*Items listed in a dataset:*
Content starts

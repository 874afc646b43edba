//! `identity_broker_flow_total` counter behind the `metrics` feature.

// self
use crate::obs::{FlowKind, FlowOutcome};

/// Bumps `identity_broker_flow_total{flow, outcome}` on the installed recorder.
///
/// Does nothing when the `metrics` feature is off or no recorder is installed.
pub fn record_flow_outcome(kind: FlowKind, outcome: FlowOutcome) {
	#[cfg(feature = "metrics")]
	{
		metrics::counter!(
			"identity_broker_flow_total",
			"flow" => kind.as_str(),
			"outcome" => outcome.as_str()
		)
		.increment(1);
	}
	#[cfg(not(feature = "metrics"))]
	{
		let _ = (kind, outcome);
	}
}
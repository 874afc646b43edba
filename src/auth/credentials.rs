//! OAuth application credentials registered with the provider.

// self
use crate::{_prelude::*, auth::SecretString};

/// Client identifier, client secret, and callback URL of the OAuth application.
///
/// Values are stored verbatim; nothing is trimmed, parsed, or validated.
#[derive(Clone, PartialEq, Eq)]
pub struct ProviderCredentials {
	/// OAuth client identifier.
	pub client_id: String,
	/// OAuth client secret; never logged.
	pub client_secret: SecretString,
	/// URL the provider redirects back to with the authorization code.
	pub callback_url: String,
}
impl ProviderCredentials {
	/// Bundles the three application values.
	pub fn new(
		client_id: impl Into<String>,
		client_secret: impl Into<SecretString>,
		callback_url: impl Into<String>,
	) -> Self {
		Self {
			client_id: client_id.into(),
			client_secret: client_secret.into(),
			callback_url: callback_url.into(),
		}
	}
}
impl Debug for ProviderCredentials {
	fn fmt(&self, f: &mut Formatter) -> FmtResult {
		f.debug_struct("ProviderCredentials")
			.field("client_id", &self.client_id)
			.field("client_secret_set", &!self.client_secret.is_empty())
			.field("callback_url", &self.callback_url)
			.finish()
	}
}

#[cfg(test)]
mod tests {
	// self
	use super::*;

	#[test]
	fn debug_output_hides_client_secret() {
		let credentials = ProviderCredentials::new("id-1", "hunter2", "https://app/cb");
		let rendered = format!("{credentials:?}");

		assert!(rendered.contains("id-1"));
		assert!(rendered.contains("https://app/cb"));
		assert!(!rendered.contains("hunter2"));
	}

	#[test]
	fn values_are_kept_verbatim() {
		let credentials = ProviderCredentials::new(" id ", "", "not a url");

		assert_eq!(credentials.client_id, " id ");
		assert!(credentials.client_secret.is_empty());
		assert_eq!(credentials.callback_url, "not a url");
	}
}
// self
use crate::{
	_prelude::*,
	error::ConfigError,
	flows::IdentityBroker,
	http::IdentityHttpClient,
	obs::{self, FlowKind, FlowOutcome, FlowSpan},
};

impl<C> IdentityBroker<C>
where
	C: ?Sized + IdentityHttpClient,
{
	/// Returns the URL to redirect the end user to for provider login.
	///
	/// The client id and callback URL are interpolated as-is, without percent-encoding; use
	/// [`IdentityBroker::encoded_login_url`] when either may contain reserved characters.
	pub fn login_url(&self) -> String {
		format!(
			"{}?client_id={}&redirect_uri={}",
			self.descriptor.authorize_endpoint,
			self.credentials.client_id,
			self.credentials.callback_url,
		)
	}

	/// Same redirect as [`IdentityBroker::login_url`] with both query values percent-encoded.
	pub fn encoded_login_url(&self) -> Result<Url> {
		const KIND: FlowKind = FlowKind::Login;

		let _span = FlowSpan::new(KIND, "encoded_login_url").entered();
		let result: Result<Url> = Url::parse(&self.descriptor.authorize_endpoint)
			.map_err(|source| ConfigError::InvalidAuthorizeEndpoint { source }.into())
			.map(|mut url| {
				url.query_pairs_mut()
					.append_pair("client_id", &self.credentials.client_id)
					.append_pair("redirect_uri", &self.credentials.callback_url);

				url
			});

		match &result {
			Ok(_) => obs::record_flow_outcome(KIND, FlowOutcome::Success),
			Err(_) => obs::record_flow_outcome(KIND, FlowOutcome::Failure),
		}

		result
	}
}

Content ends

*EXERCISE BRIEF:*
Which lines above contain the word "crate"? Copy each of them.

*THE ANSWER:*
use crate::obs::{FlowKind, FlowOutcome};
use crate::{_prelude::*, auth::SecretString};
use crate::{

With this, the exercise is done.